Work instruction: Every line from the one containing "fresh controller each" to the one containing "type Target = FrameBuffer;" in the records below, both included, must be set down exactly, and no other line.

[[ Data shown, beginning ]]

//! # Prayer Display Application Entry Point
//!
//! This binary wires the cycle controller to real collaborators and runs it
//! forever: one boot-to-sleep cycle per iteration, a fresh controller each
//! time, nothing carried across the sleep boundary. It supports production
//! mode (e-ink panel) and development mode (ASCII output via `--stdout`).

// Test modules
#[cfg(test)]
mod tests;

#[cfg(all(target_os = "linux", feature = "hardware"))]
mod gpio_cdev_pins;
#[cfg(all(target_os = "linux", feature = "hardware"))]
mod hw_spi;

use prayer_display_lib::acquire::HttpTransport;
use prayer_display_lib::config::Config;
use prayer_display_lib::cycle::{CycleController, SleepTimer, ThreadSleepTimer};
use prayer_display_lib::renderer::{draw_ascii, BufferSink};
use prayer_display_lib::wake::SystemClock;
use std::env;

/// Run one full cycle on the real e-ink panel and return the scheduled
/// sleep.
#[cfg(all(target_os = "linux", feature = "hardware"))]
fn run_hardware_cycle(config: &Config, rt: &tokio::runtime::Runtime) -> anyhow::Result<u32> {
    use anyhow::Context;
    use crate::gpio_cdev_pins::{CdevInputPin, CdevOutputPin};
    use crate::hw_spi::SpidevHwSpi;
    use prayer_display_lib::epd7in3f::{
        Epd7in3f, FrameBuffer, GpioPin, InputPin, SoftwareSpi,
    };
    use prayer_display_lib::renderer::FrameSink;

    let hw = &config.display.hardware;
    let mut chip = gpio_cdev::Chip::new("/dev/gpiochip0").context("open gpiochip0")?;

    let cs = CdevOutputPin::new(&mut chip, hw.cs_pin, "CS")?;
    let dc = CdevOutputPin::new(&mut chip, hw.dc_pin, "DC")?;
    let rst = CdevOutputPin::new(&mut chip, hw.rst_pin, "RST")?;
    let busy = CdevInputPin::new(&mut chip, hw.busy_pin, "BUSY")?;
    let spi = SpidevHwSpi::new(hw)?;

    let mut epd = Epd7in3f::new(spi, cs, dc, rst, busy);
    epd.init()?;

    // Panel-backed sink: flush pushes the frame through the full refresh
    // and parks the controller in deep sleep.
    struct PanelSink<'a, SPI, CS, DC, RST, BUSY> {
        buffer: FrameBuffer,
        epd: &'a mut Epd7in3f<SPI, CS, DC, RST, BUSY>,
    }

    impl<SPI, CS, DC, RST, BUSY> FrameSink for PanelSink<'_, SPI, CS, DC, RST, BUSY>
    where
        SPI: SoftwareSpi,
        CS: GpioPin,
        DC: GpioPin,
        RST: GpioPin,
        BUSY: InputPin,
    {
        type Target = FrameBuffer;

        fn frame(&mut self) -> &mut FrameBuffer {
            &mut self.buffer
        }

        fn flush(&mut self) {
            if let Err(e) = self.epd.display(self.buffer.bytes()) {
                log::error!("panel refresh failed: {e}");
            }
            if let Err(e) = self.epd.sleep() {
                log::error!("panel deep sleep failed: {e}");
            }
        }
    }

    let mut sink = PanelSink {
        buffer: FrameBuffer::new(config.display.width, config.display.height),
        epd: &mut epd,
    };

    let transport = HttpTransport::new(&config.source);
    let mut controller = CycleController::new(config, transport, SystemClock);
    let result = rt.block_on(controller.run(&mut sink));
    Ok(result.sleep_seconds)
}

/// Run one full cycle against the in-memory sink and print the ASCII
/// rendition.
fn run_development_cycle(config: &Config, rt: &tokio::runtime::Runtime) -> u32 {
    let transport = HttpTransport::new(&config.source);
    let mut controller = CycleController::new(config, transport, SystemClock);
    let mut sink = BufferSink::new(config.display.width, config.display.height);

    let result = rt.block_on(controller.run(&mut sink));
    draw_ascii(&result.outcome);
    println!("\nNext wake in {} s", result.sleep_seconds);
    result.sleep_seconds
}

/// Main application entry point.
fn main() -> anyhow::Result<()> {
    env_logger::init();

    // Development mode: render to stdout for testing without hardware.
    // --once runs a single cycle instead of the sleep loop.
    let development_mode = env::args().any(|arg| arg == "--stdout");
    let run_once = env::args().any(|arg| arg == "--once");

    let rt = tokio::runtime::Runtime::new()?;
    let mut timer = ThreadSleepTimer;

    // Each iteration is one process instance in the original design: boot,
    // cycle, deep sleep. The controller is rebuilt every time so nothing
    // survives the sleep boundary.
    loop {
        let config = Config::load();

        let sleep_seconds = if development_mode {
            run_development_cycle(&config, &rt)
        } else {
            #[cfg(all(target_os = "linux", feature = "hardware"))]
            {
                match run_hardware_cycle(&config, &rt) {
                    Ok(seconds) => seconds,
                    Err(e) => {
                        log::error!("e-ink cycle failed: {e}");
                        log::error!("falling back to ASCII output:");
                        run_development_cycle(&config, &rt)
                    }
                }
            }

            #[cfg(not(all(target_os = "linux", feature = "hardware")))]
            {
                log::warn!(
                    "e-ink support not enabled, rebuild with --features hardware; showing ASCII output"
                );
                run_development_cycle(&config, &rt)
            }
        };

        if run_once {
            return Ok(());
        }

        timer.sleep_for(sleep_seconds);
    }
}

[[ Data shown, end ]]

Solution to the problem:
//! forever: one boot-to-sleep cycle per iteration, a fresh controller each
//! time, nothing carried across the sleep boundary. It supports production
//! mode (e-ink panel) and development mode (ASCII output via `--stdout`).

// Test modules
#[cfg(test)]
mod tests;

#[cfg(all(target_os = "linux", feature = "hardware"))]
mod gpio_cdev_pins;
#[cfg(all(target_os = "linux", feature = "hardware"))]
mod hw_spi;

use prayer_display_lib::acquire::HttpTransport;
use prayer_display_lib::config::Config;
use prayer_display_lib::cycle::{CycleController, SleepTimer, ThreadSleepTimer};
use prayer_display_lib::renderer::{draw_ascii, BufferSink};
use prayer_display_lib::wake::SystemClock;
use std::env;

/// Run one full cycle on the real e-ink panel and return the scheduled
/// sleep.
#[cfg(all(target_os = "linux", feature = "hardware"))]
fn run_hardware_cycle(config: &Config, rt: &tokio::runtime::Runtime) -> anyhow::Result<u32> {
    use anyhow::Context;
    use crate::gpio_cdev_pins::{CdevInputPin, CdevOutputPin};
    use crate::hw_spi::SpidevHwSpi;
    use prayer_display_lib::epd7in3f::{
        Epd7in3f, FrameBuffer, GpioPin, InputPin, SoftwareSpi,
    };
    use prayer_display_lib::renderer::FrameSink;

    let hw = &config.display.hardware;
    let mut chip = gpio_cdev::Chip::new("/dev/gpiochip0").context("open gpiochip0")?;

    let cs = CdevOutputPin::new(&mut chip, hw.cs_pin, "CS")?;
    let dc = CdevOutputPin::new(&mut chip, hw.dc_pin, "DC")?;
    let rst = CdevOutputPin::new(&mut chip, hw.rst_pin, "RST")?;
    let busy = CdevInputPin::new(&mut chip, hw.busy_pin, "BUSY")?;
    let spi = SpidevHwSpi::new(hw)?;

    let mut epd = Epd7in3f::new(spi, cs, dc, rst, busy);
    epd.init()?;

    // Panel-backed sink: flush pushes the frame through the full refresh
    // and parks the controller in deep sleep.
    struct PanelSink<'a, SPI, CS, DC, RST, BUSY> {
        buffer: FrameBuffer,
        epd: &'a mut Epd7in3f<SPI, CS, DC, RST, BUSY>,
    }

    impl<SPI, CS, DC, RST, BUSY> FrameSink for PanelSink<'_, SPI, CS, DC, RST, BUSY>
    where
        SPI: SoftwareSpi,
        CS: GpioPin,
        DC: GpioPin,
        RST: GpioPin,
        BUSY: InputPin,
    {
        type Target = FrameBuffer;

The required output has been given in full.